A march of some sort, I think, Jaskier thought. Not the solemn, slow-paced stuff that followed kings around or boomed out the tragic tail of soldiers marching off into battle, ne’er to return, but an adventurous sort of tune. Something that bards in future years would adapt into a rousing tavern tune.
The drums would start slow, steady, like the heartbeat of a mountain. A fiddle would pluck out a walking tune. A flute for the wind, some lighter percussion for the rain, a melody on the vielle for Burnetta’s enthusiasm, a plodding drumbeat for Dal, and then a great, soaring horn as the Mottled Cutter rose from the trees.
I’d call it ‘The March of the Mottled’ or something equally ridiculous, Jaskier thought, peering out into the dark valley below. Mist still clung to the trees, but slivers of moonlight had broken through the clouds and shone silver across the snow. Or ‘The Cutter Triumphant.’ Everyone loves a good song like that.
Jaskier never wrote his music down these days. Most of the spare paper Jaskier had went into notes for his compendium or kindling for a campfire, because really, a man could only eat so many stale, cold biscuits before he went mad.
But even though he hadn’t written it down, hadn’t put the notes to meter or the words to any tune, Jaskier could still hear the song, even as Dalibor woke up to take over the watch. Even as Jaskier curled up in his own bedroll, tucked against Burnetta like kittens in a basket, and closed his eyes. He could hear that soaring horn. The laughter of that vielle.

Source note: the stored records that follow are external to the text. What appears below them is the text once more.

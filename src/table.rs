//! Compiled rule tables
//!
//! A rule table is the compiled form of a grammar: interned attribute
//! scopes, top-level rules in precedence order, and every delimited range
//! the grammar declares (including ranges nested inside other ranges).
//! Tables are immutable after compilation and safely shared by reference
//! across any number of highlighting sessions.

use crate::error::{HighlightError, Result};
use crate::matcher::{keyword_pattern, Pattern};
use crate::rules::{
    CompiledRange, CompiledRule, RangeDef, RangeId, RuleDef, RuleKind, ScopeDef, ScopeId,
};
use crate::style::Style;

/// An interned attribute scope
#[derive(Debug)]
struct Scope {
    name: String,
    style: Style,
}

/// A compiled, immutable grammar
#[derive(Debug)]
pub struct RuleTable {
    scopes: Vec<Scope>,
    rules: Vec<CompiledRule>,
    ranges: Vec<CompiledRange>,
}

impl RuleTable {
    /// Compile an ordered list of scope definitions into a rule table.
    ///
    /// Declaration order defines precedence. Fails with
    /// [`HighlightError::InvalidPattern`] if any pattern does not compile;
    /// there are no partial tables.
    pub fn compile(defs: Vec<ScopeDef>) -> Result<RuleTable> {
        let mut scopes = Vec::new();
        let mut ranges = Vec::new();
        let mut rules = Vec::new();

        for def in &defs {
            let scope = intern_scope(&mut scopes, &def.name, def.style);
            compile_rules(scope, &def.name, &def.rules, &mut scopes, &mut ranges, &mut rules)?;
        }

        Ok(RuleTable {
            scopes,
            rules,
            ranges,
        })
    }

    /// Number of interned scopes
    pub fn scope_count(&self) -> usize {
        self.scopes.len()
    }

    /// Name of a scope
    pub fn scope_name(&self, id: ScopeId) -> &str {
        &self.scopes[id.0 as usize].name
    }

    /// Display style of a scope
    pub fn style(&self, id: ScopeId) -> Style {
        self.scopes[id.0 as usize].style
    }

    /// Look up a scope by name
    pub fn scope_named(&self, name: &str) -> Option<ScopeId> {
        self.scopes
            .iter()
            .position(|s| s.name == name)
            .map(|i| ScopeId(i as u16))
    }

    /// Top-level rules in precedence order
    pub(crate) fn top_rules(&self) -> &[CompiledRule] {
        &self.rules
    }

    /// A compiled range by id
    pub(crate) fn range(&self, id: RangeId) -> &CompiledRange {
        &self.ranges[id.0 as usize]
    }
}

/// Intern a scope name, reusing the existing id on repeat declarations.
/// The first declaration's style wins.
fn intern_scope(scopes: &mut Vec<Scope>, name: &str, style: Style) -> ScopeId {
    if let Some(i) = scopes.iter().position(|s| s.name == name) {
        return ScopeId(i as u16);
    }
    scopes.push(Scope {
        name: name.to_string(),
        style,
    });
    ScopeId((scopes.len() - 1) as u16)
}

/// Compile one pattern, wrapping failures with scope and pattern text
fn compile_pattern(scope_name: &str, pattern: &str) -> Result<Pattern> {
    Pattern::new(pattern).map_err(|source| HighlightError::InvalidPattern {
        scope: scope_name.to_string(),
        pattern: pattern.to_string(),
        source,
    })
}

/// Compile a scope's rules into `out`, appending any ranges to `ranges`
fn compile_rules(
    scope: ScopeId,
    scope_name: &str,
    defs: &[RuleDef],
    scopes: &mut Vec<Scope>,
    ranges: &mut Vec<CompiledRange>,
    out: &mut Vec<CompiledRule>,
) -> Result<()> {
    for def in defs {
        match def {
            RuleDef::Keywords(words) => {
                let pattern = compile_pattern(scope_name, &keyword_pattern(words))?;
                out.push(CompiledRule {
                    scope,
                    kind: RuleKind::Keywords(pattern),
                });
            }
            RuleDef::Token { pattern, capture } => {
                let pattern = compile_pattern(scope_name, pattern)?;
                out.push(CompiledRule {
                    scope,
                    kind: RuleKind::Token {
                        pattern,
                        capture: *capture,
                    },
                });
            }
            RuleDef::Range(range) => {
                let id = compile_range(scope, scope_name, range, scopes, ranges)?;
                out.push(CompiledRule {
                    scope,
                    kind: RuleKind::RangeStart(id),
                });
            }
        }
    }
    Ok(())
}

/// Compile a range and its child scopes, returning the new range's id
fn compile_range(
    scope: ScopeId,
    scope_name: &str,
    def: &RangeDef,
    scopes: &mut Vec<Scope>,
    ranges: &mut Vec<CompiledRange>,
) -> Result<RangeId> {
    let start = compile_pattern(scope_name, &def.start)?;
    let end = compile_pattern(scope_name, &def.end)?;
    let skip = match &def.skip {
        Some(pattern) => Some(compile_pattern(scope_name, pattern)?),
        None => None,
    };

    let mut rules = Vec::new();
    for child in &def.children {
        let child_scope = intern_scope(scopes, &child.name, child.style);
        compile_rules(child_scope, &child.name, &child.rules, scopes, ranges, &mut rules)?;
    }

    ranges.push(CompiledRange {
        scope,
        start,
        end,
        skip,
        one_line: def.one_line,
        rules,
    });
    Ok(RangeId((ranges.len() - 1) as u16))
}
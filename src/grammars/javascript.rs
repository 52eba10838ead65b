//! JavaScript grammar definition

use crate::error::Result;
use crate::rules::{RangeDef, ScopeDef};
use crate::style::{Color, Style};
use crate::table::RuleTable;

/// Reserved words and declaration keywords
const KEYWORDS: &[&str] = &[
    "abstract", "arguments", "await", "class", "const", "debugger", "delete", "enum", "eval",
    "export", "extends", "final", "finally", "function", "implements", "import", "in",
    "instanceof", "interface", "let", "native", "new", "package", "private", "protected",
    "public", "static", "super", "synchronized", "transient", "typeof", "var", "volatile",
];

/// Control-flow keywords, styled separately from declarations
const CONTROL_FLOW: &[&str] = &[
    "break", "case", "catch", "continue", "default", "do", "else", "for", "goto", "if",
    "return", "switch", "throw", "throws", "try", "while", "yield",
];

const TYPENAMES: &[&str] = &[
    "boolean", "byte", "char", "double", "float", "long", "int", "short", "unsigned", "void",
];

/// Well-known globals, object members, and DOM names
const BUILTINS: &[&str] = &[
    "Array", "Date", "hasOwnProperty", "Infinity", "isFinite", "isNaN", "isPrototypeOf",
    "length", "Math", "NaN", "name", "Number", "Object", "prototype", "String", "toString",
    "undefined", "valueOf", "onblur", "onclick", "onerror", "onfocus", "onkeydown",
    "onkeypress", "onkeyup", "onmouseover", "onload", "onmouseup", "onmousedown", "onsubmit",
    "alert", "all", "anchor", "anchors", "area", "assign", "blur", "button", "checkbox",
    "clearInterval", "clearTimeout", "clientInformation", "close", "closed", "confirm",
    "constructor", "crypto", "decodeURI", "decodeURIComponent", "defaultStatus", "document",
    "element", "elements", "embed", "embeds", "encodeURI", "encodeURIComponent", "escape",
    "event", "fileUpload", "focus", "form", "forms", "frame", "innerHeight", "innerWidth",
    "layer", "layers", "link", "location", "mimeTypes", "navigate", "navigator", "frames",
    "frameRate", "hidden", "history", "image", "images", "offscreenBuffering", "open",
    "opener", "option", "outerHeight", "outerWidth", "packages", "pageXOffset", "pageYOffset",
    "parent", "parseFloat", "parseInt", "password", "pkcs11", "plugin", "prompt",
    "propertyIsEnum", "radio", "reset", "screenX", "screenY", "scroll", "secure", "select",
    "self", "setInterval", "setTimeout", "status", "submit", "taint", "text", "textarea",
    "top", "unescape", "untaint", "window", "true", "false", "this", "null",
];

/// Create the JavaScript rule table
pub fn javascript() -> Result<RuleTable> {
    let string_escape =
        ScopeDef::new("escape", Style::fg(Color::BrightYellow)).token(r"\\.");

    RuleTable::compile(vec![
        ScopeDef::new("comment", Style::fg(Color::BrightBlack).with_italic())
            .range(RangeDef::new(r"/\*", r"\*/"))
            .token(r"//.*"),
        ScopeDef::new("string", Style::fg(Color::Green))
            .range(
                RangeDef::new("\"", "\"")
                    .one_line()
                    .child(string_escape.clone()),
            )
            .range(RangeDef::new("'", "'").one_line().child(string_escape)),
        ScopeDef::new("call", Style::fg(Color::Blue))
            .token_capture(r"\b([A-Za-z_$][A-Za-z0-9_$]*)\(", 1),
        ScopeDef::new("keyword", Style::fg(Color::Magenta).with_bold()).keywords(KEYWORDS),
        ScopeDef::new("control", Style::fg(Color::Magenta)).keywords(CONTROL_FLOW),
        ScopeDef::new("type", Style::fg(Color::Yellow)).keywords(TYPENAMES),
        ScopeDef::new("builtin", Style::fg(Color::BrightRed)).keywords(BUILTINS),
        ScopeDef::new("number", Style::fg(Color::Cyan))
            .token(r"\b0[xX][0-9a-fA-F]+\b")
            .token(r"\b\d+\.\d*(?:[eE][+-]?\d+)?\b")
            .token(r"\b\d+(?:[eE][+-]?\d+)?\b"),
    ])
}
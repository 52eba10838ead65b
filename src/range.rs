//! Range scanning
//!
//! The stateful core of the engine: given the innermost open range and a
//! line of text, decide what happens next — a skip sequence is consumed as
//! interior text, the range closes at its end pattern, a child rule claims
//! a sub-span, or the line runs out. Rule-match arbitration (earliest start
//! wins, declaration order breaks ties) also lives here because the same
//! arbitration applies to top-level rules and to a range's child rules.

use crate::matcher::PatternMatch;
use crate::rules::{CompiledRange, CompiledRule, RuleKind};
use crate::state::LexerState;
use crate::table::RuleTable;

/// A winning rule match at or after a scan position
#[derive(Debug, Clone, Copy)]
pub(crate) struct RuleMatch {
    /// Index of the winning rule in the examined slice
    pub rule: usize,
    /// The whole match; scanning resumes after it
    pub whole: PatternMatch,
    /// The sub-span that receives the rule's scope (equals `whole` unless
    /// the rule styles a capture group)
    pub styled: PatternMatch,
}

/// Find the earliest-starting match among `rules` at or after `pos`.
///
/// Ties on start offset go to the earlier-declared rule. A range-start rule
/// whose range is already on the open stack is ignored: ranges of the same
/// kind do not reopen inside themselves (first-open-wins).
pub(crate) fn best_rule_match(
    table: &RuleTable,
    rules: &[CompiledRule],
    state: &LexerState,
    text: &str,
    pos: usize,
) -> Option<RuleMatch> {
    let mut best: Option<RuleMatch> = None;

    for (index, rule) in rules.iter().enumerate() {
        let candidate = match &rule.kind {
            RuleKind::Keywords(pattern) => pattern
                .find_from(text, pos)
                .map(|m| (m, m)),
            RuleKind::Token { pattern, capture } => match capture {
                Some(group) => pattern.find_captured(text, pos, *group),
                None => pattern.find_from(text, pos).map(|m| (m, m)),
            },
            RuleKind::RangeStart(id) => {
                if state.is_open(*id) {
                    None
                } else {
                    table.range(*id).start.find_from(text, pos).map(|m| (m, m))
                }
            }
        };

        if let Some((whole, styled)) = candidate {
            let better = match &best {
                Some(b) => whole.start < b.whole.start,
                None => true,
            };
            if better {
                best = Some(RuleMatch {
                    rule: index,
                    whole,
                    styled,
                });
            }
        }
    }

    best
}

/// Next event while scanning the interior of an open range
#[derive(Debug, Clone, Copy)]
pub(crate) enum RangeEvent {
    /// A skip sequence was consumed as interior text; resume at `resume`
    Skip { resume: usize },
    /// The range closes; `end` is the offset just past the end match
    Close { end: usize },
    /// A child rule claims a sub-span before the range ends
    Child(RuleMatch),
    /// Neither skip, end, nor child matched before end of line
    Exhausted,
}

/// Decide the next event inside `range` at or after `pos`.
///
/// A skip match at or before the nearest end match suppresses it (escape
/// handling). A child rule wins only when it starts strictly before both
/// delimiters; at equal offsets delimiter handling wins.
pub(crate) fn scan_open_range(
    table: &RuleTable,
    range: &CompiledRange,
    state: &LexerState,
    text: &str,
    pos: usize,
) -> RangeEvent {
    let skip = range.skip.as_ref().and_then(|p| p.find_from(text, pos));
    let end = range.end.find_from(text, pos);
    let child = best_rule_match(table, &range.rules, state, text, pos);

    let delimiter = match (skip.map(|m| m.start), end.map(|m| m.start)) {
        (Some(s), Some(e)) => Some(s.min(e)),
        (Some(s), None) => Some(s),
        (None, Some(e)) => Some(e),
        (None, None) => None,
    };

    if let Some(child) = child {
        if delimiter.map_or(true, |d| child.whole.start < d) {
            return RangeEvent::Child(child);
        }
    }

    match (skip, end) {
        (Some(s), Some(e)) if s.start <= e.start => RangeEvent::Skip { resume: s.end },
        (Some(s), None) => RangeEvent::Skip { resume: s.end },
        (_, Some(e)) => RangeEvent::Close { end: e.end },
        (None, None) => RangeEvent::Exhausted,
    }
}
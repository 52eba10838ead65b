//! Incremental highlighting sessions
//!
//! A [`Highlighter`] owns a shared rule table plus a per-line cache of
//! spans and lexer states for one buffer. The host drives it with edit
//! notifications and render requests; the updater recomputes the smallest
//! forward run of lines an edit could have affected, stopping as soon as
//! the state flowing out of the recomputed run matches the state the next
//! cached line was computed from (the ripple has stabilized).
//!
//! Everything runs synchronously on the caller's thread. Notification
//! indices outside the buffer are treated as "nothing cached yet", never
//! as errors.

use std::borrow::Cow;
use std::sync::Arc;

use crate::state::LexerState;
use crate::style::Span;
use crate::table::RuleTable;

/// Read-only access to the host's buffer content
pub trait LineSource {
    /// Number of lines currently in the buffer
    fn line_count(&self) -> usize;

    /// Text of one line, without its line terminator.
    /// `None` for out-of-range indices.
    fn line_text(&self, index: usize) -> Option<Cow<'_, str>>;
}

/// One cached line
#[derive(Debug, Clone)]
struct CachedLine {
    /// State this line was highlighted from (state entering the line)
    start_state: LexerState,
    /// State entering the next line
    end_state: LexerState,
    spans: Vec<Span>,
}

/// An incremental highlighting session for one buffer
pub struct Highlighter {
    table: Arc<RuleTable>,
    /// Per-line cache; `None` = not computed or invalidated
    lines: Vec<Option<CachedLine>>,
    needs_redraw: bool,
}

impl Highlighter {
    /// Create a session over a shared rule table
    pub fn new(table: Arc<RuleTable>) -> Self {
        Self {
            table,
            lines: Vec::new(),
            needs_redraw: true,
        }
    }

    /// The active rule table (for resolving span scopes to styles)
    pub fn table(&self) -> &RuleTable {
        &self.table
    }

    /// Swap the active grammar; all cached state is invalidated
    pub fn set_rule_table(&mut self, table: Arc<RuleTable>) {
        self.table = table;
        self.lines.clear();
        self.needs_redraw = true;
    }

    /// Fetch and clear the redraw hint.
    ///
    /// Set whenever recomputation changed lines beyond the ones the host
    /// already knows it touched; the host coalesces actual drawing.
    pub fn take_redraw(&mut self) -> bool {
        std::mem::take(&mut self.needs_redraw)
    }

    /// Buffer content in lines `[first, last]` is about to change.
    ///
    /// Drops cached state for the affected lines. Entries before `first`
    /// are untouched; they carry the pre-edit state the post-edit pass
    /// resumes from.
    pub fn on_before_edit(&mut self, first: usize, last: usize) {
        for i in first..=last.min(self.lines.len().saturating_sub(1)) {
            if let Some(entry) = self.lines.get_mut(i) {
                *entry = None;
            }
        }
    }

    /// Buffer content in lines `[first, last]` has changed.
    ///
    /// Recomputes forward from `first` until the ripple stabilizes or the
    /// buffer ends.
    pub fn on_after_edit(&mut self, first: usize, last: usize, source: &impl LineSource) {
        self.sync_len(source.line_count());
        // Re-drop the edited interval in case the pre notification was
        // never delivered
        self.on_before_edit(first, last);
        self.ripple(first, Some(last), source);
    }

    /// A line was inserted at `index`; cache entries shift down.
    pub fn on_line_inserted(&mut self, index: usize) {
        if index <= self.lines.len() {
            self.lines.insert(index, None);
        }
    }

    /// The line at `index` was deleted; cache entries shift up.
    ///
    /// Recomputation past the deletion point only happens when the
    /// deleted content crossed a range boundary, detected by the same
    /// stabilization check the edit path uses.
    pub fn on_line_deleted(&mut self, index: usize, source: &impl LineSource) {
        if index < self.lines.len() {
            self.lines.remove(index);
        }
        self.sync_len(source.line_count());
        self.ripple(index, None, source);
    }

    /// Spans for one line, computing (and caching) anything missing.
    ///
    /// Render path: always returns, possibly empty. A request for a line
    /// whose state is stale after an edit recomputes it synchronously, so
    /// the renderer never observes stale spans.
    pub fn highlight_line(&mut self, index: usize, source: &impl LineSource) -> Vec<Span> {
        let count = source.line_count();
        if index >= count {
            return Vec::new();
        }
        self.sync_len(count);

        if let Some(entry) = self.lines.get(index).and_then(|e| e.as_ref()) {
            return entry.spans.clone();
        }

        let start_state = self.state_entering(index, source);
        let text = source.line_text(index).unwrap_or(Cow::Borrowed(""));
        let result = self.table.highlight_line(&text, &start_state);
        let spans = result.spans.clone();
        self.lines[index] = Some(CachedLine {
            start_state,
            end_state: result.end_state,
            spans: result.spans,
        });
        spans
    }

    /// State entering line `index`, replaying uncached predecessors from
    /// the nearest cached prefix
    fn state_entering(&mut self, index: usize, source: &impl LineSource) -> LexerState {
        let mut start = index;
        let mut state = LexerState::new();
        while start > 0 {
            if let Some(entry) = self.lines.get(start - 1).and_then(|e| e.as_ref()) {
                state = entry.end_state.clone();
                break;
            }
            start -= 1;
        }

        for i in start..index {
            let text = source.line_text(i).unwrap_or(Cow::Borrowed(""));
            let result = self.table.highlight_line(&text, &state);
            let start_state = std::mem::replace(&mut state, result.end_state.clone());
            self.lines[i] = Some(CachedLine {
                start_state,
                end_state: result.end_state,
                spans: result.spans,
            });
        }
        state
    }

    /// Recompute forward from `first`. Lines through `changed_through`
    /// are unconditionally recomputed (their text changed); past that,
    /// stop as soon as a cached line was computed from the state the
    /// replay just produced, or when nothing is cached ahead.
    fn ripple(&mut self, first: usize, changed_through: Option<usize>, source: &impl LineSource) {
        let count = source.line_count();
        if first >= count {
            return;
        }

        let mut state = self.state_entering(first, source);
        for i in first..count {
            let settled = changed_through.map_or(true, |last| i > last);
            if settled {
                if let Some(entry) = self.lines.get(i).and_then(|e| e.as_ref()) {
                    if entry.start_state == state {
                        break;
                    }
                } else if !self.lines[i..].iter().any(|e| e.is_some()) {
                    // Nothing cached from here on; lazy catch-up computes
                    // these lines from the fresh prefix on first render
                    break;
                }
            }

            let text = source.line_text(i).unwrap_or(Cow::Borrowed(""));
            let result = self.table.highlight_line(&text, &state);
            let start_state = std::mem::replace(&mut state, result.end_state.clone());
            self.lines[i] = Some(CachedLine {
                start_state,
                end_state: result.end_state,
                spans: result.spans,
            });
            if settled {
                self.needs_redraw = true;
            }
        }
    }

    /// Grow or shrink the cache to the buffer's line count
    fn sync_len(&mut self, count: usize) {
        self.lines.truncate(count);
        if self.lines.len() < count {
            self.lines.resize(count, None);
        }
    }
}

The music, as it always did, lulled him to sleep.
Jaskier smiled tiredly into his bedroll.
‘The Cutter Triumphant,’ he thought. I like the sound of that.
---
Jaskier awoke some time later, confused. It wasn't morning yet. It couldn't be – Jaskier'd developed something of a sense for the morning, over the last month or so on the road, and he knew that it wasn't quite time to heave himself up and back into the saddle just yet.
The cave he and his companions had chosen to shelter in for the night was only dimly-lit. Dalibor had let the fire burn very low during his watch. There were only coals left, now, and Jaskier could barely see Dalibor at his post through the dim red light.
"Dal?" Jaskier asked softly, rubbing some of the sleep from his eyes. Beside him, Burnetta was still asleep. Jaskier's bedroll was warm. His watch was over and finished with, for the night – it would be easy to go back to sleep.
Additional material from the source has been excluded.